→ **Problem to solve**: Since only the total is wanted, give the number of lines in the listing below that hold the string "ServiceDoc" and add nothing.

→ **Records supplied**:
· · · · ·
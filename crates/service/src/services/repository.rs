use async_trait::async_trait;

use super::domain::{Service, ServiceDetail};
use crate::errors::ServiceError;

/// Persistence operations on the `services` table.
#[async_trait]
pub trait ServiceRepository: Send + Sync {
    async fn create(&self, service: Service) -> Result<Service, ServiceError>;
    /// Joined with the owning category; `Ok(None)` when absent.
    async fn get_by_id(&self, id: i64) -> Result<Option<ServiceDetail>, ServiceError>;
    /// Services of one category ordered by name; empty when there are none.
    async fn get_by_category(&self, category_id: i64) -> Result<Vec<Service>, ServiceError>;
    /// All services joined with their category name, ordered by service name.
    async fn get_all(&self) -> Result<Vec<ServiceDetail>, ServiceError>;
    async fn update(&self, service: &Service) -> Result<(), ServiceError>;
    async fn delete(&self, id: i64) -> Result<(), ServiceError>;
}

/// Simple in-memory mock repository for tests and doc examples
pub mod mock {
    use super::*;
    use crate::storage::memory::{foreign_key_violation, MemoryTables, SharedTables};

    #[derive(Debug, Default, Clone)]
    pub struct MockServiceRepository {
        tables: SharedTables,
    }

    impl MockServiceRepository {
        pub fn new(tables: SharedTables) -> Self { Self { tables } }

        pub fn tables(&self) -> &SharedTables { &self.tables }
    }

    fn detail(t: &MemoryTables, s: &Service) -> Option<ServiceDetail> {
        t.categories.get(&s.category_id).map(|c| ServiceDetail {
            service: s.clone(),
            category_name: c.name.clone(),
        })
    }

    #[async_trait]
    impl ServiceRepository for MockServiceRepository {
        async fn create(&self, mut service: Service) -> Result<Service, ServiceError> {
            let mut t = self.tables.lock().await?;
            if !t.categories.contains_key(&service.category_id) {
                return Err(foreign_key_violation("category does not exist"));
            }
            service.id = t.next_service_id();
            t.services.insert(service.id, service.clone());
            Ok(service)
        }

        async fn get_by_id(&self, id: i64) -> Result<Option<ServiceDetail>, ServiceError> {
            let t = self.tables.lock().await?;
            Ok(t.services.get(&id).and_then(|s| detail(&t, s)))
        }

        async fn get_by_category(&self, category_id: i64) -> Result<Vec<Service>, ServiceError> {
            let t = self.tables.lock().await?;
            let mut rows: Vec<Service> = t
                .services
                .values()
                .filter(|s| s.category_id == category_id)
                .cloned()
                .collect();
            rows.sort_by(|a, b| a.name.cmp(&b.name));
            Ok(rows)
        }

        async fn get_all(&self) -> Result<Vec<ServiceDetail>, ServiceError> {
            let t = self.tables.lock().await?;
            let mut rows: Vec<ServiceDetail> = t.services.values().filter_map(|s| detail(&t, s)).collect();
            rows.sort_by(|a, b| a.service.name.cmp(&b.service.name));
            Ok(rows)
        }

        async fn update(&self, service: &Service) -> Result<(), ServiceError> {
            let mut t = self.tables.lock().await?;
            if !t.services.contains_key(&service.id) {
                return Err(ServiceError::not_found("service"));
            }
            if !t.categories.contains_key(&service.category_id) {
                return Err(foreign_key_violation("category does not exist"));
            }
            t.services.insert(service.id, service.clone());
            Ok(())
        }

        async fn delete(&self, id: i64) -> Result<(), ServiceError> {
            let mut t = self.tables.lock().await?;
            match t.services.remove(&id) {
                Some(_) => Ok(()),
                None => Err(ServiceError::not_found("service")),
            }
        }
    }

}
· · · · ·
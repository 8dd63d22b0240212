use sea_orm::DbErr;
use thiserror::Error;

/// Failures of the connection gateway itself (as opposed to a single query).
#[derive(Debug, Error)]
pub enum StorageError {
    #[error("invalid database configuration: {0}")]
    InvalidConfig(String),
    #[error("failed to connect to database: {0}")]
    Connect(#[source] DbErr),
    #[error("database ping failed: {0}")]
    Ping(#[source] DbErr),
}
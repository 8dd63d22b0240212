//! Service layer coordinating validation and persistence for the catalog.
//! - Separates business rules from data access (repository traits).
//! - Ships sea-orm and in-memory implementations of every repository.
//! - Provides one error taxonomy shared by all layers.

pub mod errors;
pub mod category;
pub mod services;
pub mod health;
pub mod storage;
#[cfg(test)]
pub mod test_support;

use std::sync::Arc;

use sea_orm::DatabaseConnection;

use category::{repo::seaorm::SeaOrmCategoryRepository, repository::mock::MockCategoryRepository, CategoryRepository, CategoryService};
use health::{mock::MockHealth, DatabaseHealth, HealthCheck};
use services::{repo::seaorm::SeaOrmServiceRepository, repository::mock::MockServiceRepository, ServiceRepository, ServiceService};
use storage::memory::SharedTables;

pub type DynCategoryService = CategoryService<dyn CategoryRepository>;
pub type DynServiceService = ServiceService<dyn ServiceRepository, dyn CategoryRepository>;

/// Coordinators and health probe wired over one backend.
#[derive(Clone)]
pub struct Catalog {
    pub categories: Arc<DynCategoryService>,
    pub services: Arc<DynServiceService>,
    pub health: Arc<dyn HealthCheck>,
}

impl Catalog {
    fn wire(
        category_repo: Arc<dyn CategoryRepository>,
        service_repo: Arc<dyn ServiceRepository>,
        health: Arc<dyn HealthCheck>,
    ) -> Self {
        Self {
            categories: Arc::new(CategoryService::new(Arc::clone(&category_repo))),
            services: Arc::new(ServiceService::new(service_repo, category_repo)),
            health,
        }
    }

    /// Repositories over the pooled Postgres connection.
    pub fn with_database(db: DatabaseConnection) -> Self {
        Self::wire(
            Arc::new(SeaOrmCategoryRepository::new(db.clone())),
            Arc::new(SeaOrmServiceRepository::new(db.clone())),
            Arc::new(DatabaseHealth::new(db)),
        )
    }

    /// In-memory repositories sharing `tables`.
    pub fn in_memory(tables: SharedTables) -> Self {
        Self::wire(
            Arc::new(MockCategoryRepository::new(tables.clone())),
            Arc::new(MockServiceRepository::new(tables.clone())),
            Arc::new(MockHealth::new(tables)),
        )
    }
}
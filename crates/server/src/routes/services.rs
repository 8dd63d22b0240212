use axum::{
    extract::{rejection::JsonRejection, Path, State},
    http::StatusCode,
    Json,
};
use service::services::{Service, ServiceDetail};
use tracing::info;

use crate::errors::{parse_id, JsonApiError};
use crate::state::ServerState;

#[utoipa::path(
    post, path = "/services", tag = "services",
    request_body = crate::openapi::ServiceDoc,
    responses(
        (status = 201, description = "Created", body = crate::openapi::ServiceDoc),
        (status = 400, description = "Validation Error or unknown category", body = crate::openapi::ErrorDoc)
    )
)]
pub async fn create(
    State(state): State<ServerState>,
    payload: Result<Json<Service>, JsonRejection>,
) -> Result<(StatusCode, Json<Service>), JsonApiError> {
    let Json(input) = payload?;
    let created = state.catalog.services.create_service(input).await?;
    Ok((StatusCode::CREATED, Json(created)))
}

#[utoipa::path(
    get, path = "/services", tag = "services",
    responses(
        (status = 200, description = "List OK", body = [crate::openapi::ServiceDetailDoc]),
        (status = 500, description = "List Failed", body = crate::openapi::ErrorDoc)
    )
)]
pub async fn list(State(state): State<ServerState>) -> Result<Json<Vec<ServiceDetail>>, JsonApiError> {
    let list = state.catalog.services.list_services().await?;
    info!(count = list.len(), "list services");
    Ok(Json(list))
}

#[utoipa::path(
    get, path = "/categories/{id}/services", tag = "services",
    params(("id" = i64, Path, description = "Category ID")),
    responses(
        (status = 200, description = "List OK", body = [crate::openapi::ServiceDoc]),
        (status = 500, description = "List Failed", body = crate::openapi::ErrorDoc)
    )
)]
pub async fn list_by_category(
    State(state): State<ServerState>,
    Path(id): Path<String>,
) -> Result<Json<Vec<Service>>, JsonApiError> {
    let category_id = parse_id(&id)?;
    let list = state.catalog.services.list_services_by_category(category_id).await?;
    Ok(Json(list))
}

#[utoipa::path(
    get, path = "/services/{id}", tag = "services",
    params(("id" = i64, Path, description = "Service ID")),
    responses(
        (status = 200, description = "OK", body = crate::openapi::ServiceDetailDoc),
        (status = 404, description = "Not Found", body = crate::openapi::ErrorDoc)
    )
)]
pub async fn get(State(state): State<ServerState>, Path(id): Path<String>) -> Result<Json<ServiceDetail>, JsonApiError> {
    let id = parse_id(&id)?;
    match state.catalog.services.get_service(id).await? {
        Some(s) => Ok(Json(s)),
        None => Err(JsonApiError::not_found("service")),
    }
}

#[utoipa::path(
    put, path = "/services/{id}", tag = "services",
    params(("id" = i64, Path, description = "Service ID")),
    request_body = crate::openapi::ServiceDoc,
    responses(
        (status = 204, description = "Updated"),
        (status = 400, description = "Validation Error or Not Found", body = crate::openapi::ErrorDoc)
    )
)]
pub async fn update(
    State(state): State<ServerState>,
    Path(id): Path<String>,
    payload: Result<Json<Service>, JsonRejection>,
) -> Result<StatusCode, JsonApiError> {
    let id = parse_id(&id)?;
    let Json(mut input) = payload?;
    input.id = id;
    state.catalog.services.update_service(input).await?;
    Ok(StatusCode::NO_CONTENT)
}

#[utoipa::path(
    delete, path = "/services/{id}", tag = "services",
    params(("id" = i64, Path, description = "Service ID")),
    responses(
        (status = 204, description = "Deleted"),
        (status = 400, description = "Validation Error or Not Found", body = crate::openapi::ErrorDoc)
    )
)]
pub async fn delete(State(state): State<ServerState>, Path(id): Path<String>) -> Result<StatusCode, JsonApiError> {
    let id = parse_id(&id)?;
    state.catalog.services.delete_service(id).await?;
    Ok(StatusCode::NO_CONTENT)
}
· · · · ·
→ **Exercise solution**: 4